The aim of the work was to synthesize analogues of 1-(2-piperidin-1-yl)pyrrolidin-2-one, which was identified with ligand-based virtual screening software LiSiCA, and thus improve BChE inhibitory potencies. By varying the substituents on the position 3 of piperidine we aimed to optimize the binding of compounds to the acyl binding pocket of BChE.
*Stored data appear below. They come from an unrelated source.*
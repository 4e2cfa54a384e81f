//! Coindeck Networking - CoinGecko HTTP client

pub mod http;

pub use http::CoinGeckoClient;
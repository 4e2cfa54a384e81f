//! Price chart models

use serde::{Deserialize, Serialize};

/// Time series from `/coins/{id}/market_chart`.
///
/// An empty series is valid and means "no chart to draw".
#[derive(Debug, Clone, Default, Serialize, Deserialize)]
pub struct MarketChart {
    #[serde(default)]
    pub prices: Vec<ChartPoint>,
}

/// One chart sample. CoinGecko encodes samples as `[timestamp_ms, price]`
/// pairs, which serde maps onto this tuple struct.
#[derive(Debug, Clone, Copy, PartialEq, Serialize, Deserialize)]
pub struct ChartPoint(pub f64, pub f64);

impl ChartPoint {
    pub fn timestamp_ms(&self) -> i64 {
        self.0 as i64
    }

    pub fn price(&self) -> f64 {
        self.1
    }
}

impl MarketChart {
    pub fn is_empty(&self) -> bool {
        self.prices.is_empty()
    }

    /// Min/max price over the series, for chart axis bounds.
    pub fn price_bounds(&self) -> Option<(f64, f64)> {
        let mut iter = self.prices.iter().map(ChartPoint::price);
        let first = iter.next()?;
        Some(iter.fold((first, first), |(lo, hi), p| (lo.min(p), hi.max(p))))
    }
}

#[cfg(test)]
mod tests {
    use super::*;

    #[test]
    fn deserializes_pair_series() {
        let json = r#"{"prices": [[1700000000000, 43000.5], [1700003600000, 43100.0]]}"#;
        let chart: MarketChart = serde_json::from_str(json).unwrap();
        assert_eq!(chart.prices.len(), 2);
        assert_eq!(chart.prices[0].timestamp_ms(), 1700000000000);
        assert_eq!(chart.prices[1].price(), 43100.0);
    }

    #[test]
    fn empty_series_is_valid() {
        let chart: MarketChart = serde_json::from_str(r#"{"prices": []}"#).unwrap();
        assert!(chart.is_empty());
        assert_eq!(chart.price_bounds(), None);
    }

    #[test]
    fn price_bounds_cover_series() {
        let chart = MarketChart {
            prices: vec![
                ChartPoint(1.0, 5.0),
                ChartPoint(2.0, 2.5),
                ChartPoint(3.0, 9.0),
            ],
        };
        assert_eq!(chart.price_bounds(), Some((2.5, 9.0)));
    }
}
//! Compile-time CIE 1931 lightness lookup tables.
//!
//! Linear PWM duty cycles look wrong to the eye: the first half of the range
//! seems to do almost all of the brightening. The CIE 1931 lightness formula
//! corrects for this by mapping a linear control step to the luminance a
//! human perceives as evenly spaced. This crate evaluates that mapping for
//! every input step at compile time and stores the result as an immutable
//! table, so a microcontroller pays neither the float math nor any SRAM for
//! it.
//!
//! ```
//! use cie1931::LightnessTable;
//!
//! // 1001 input steps, 8-bit output; lives in flash/.rodata.
//! static RAMP: LightnessTable<u8, 1001> = LightnessTable::<u8, 1001>::new(255);
//!
//! // drive a PWM compare register from a wrap-around step counter
//! let mut step = 0;
//! let duty = RAMP.get(step);
//! step = (step + 1) % RAMP.size();
//! # let _ = (duty, step);
//! ```
//!
//! The table is read-only after construction, so interrupt handlers and
//! concurrent readers share it without locking. Out-of-range reads clamp to
//! the brightest entry instead of failing.

#![no_std]

pub mod curve;
pub mod table;

pub use crate::table::LightnessTable;
//! Value Objects - Immutable domain primitives with validation
//!
//! Value Objects are:
//! - Immutable
//! - Comparable by value (not identity)
//! - Self-validating
//! - Side-effect free

use serde::{Deserialize, Serialize};
use std::fmt;

/// Feature code (Value Object)
///
/// # Invariants
/// - Must be non-empty
/// - Max 64 characters
/// - Lowercase alphanumeric with underscores and hyphens only
#[derive(Debug, Clone, PartialEq, Eq, Hash, Serialize, Deserialize)]
pub struct FeatureCode(String);

impl FeatureCode {
    /// Create new feature code with validation
    pub fn new(code: impl Into<String>) -> Result<Self, DomainError> {
        let code = code.into();

        if code.is_empty() {
            return Err(DomainError::InvalidFeatureCode("cannot be empty".into()));
        }
        if code.len() > 64 {
            return Err(DomainError::InvalidFeatureCode("max 64 characters".into()));
        }
        if !code
            .chars()
            .all(|c| c.is_ascii_lowercase() || c.is_ascii_digit() || c == '_' || c == '-')
        {
            return Err(DomainError::InvalidFeatureCode(
                "lowercase alphanumeric only".into(),
            ));
        }

        Ok(Self(code))
    }

    /// Get inner value
    pub fn as_str(&self) -> &str {
        &self.0
    }
}

impl fmt::Display for FeatureCode {
    fn fmt(&self, f: &mut fmt::Formatter<'_>) -> fmt::Result {
        write!(f, "{}", self.0)
    }
}

/// URL-safe slug (Value Object), used for plan and organization handles
///
/// # Invariants
/// - Must be non-empty
/// - Max 64 characters
/// - Lowercase alphanumeric with hyphens only
#[derive(Debug, Clone, PartialEq, Eq, Hash, Serialize, Deserialize)]
pub struct Slug(String);

impl Slug {
    /// Create new slug with validation
    pub fn new(slug: impl Into<String>) -> Result<Self, DomainError> {
        let slug = slug.into();

        if slug.is_empty() {
            return Err(DomainError::InvalidSlug("cannot be empty".into()));
        }
        if slug.len() > 64 {
            return Err(DomainError::InvalidSlug("max 64 characters".into()));
        }
        if !slug
            .chars()
            .all(|c| c.is_ascii_lowercase() || c.is_ascii_digit() || c == '-')
        {
            return Err(DomainError::InvalidSlug(
                "lowercase alphanumeric with hyphens only".into(),
            ));
        }

        Ok(Self(slug))
    }

    /// Derive a slug from a display name ("Pro Plan" becomes "pro-plan")
    pub fn derive(name: &str) -> Result<Self, DomainError> {
        let candidate: String = name
            .trim()
            .to_lowercase()
            .chars()
            .map(|c| if c.is_whitespace() { '-' } else { c })
            .filter(|c| c.is_ascii_lowercase() || c.is_ascii_digit() || *c == '-')
            .collect();

        Self::new(candidate)
    }

    /// Get inner value
    pub fn as_str(&self) -> &str {
        &self.0
    }
}

impl fmt::Display for Slug {
    fn fmt(&self, f: &mut fmt::Formatter<'_>) -> fmt::Result {
        write!(f, "{}", self.0)
    }
}

/// Domain errors
#[derive(Debug, Clone, thiserror::Error)]
pub enum DomainError {
    #[error("invalid feature code: {0}")]
    InvalidFeatureCode(String),

    #[error("invalid slug: {0}")]
    InvalidSlug(String),
}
The synthesis started from nipecotic acid, which was protected as tert-butylcarbamate and transformed into an aldehyde via corresponding Weinreb amide. The aldehyde obtained was combined with a Wittig salt in the Wittig reaction furnishing 3-vinylpiperidines. Following the reduction of double bond in the spacer and Boc deprotection, the secondary amine was alkylated using N-(2-bromoethyl)pyrrolidin-2-one. Final compounds synthesized were biochemically evaluated for their inhibition of isolated recombinant human BChE (hBChE) and AChE (hAChE) using the Ellman's method. To conclude, the most potent and selective BChE inhibitor was compound 46 with 3-trifluoromethylphenyl moiety (IC50 = 48 nM). Potent hBChE inhibitors with IC50 values in nanomolar range were also compounds 41–44 and 47. Most of the synthesized compounds were not as selective for BChE in comparison to AChE as expected. Nonetheless, compounds still represent a good starting point for the development and optimization of selective BChE inhibitors and multifunctional ligands for AD therapy.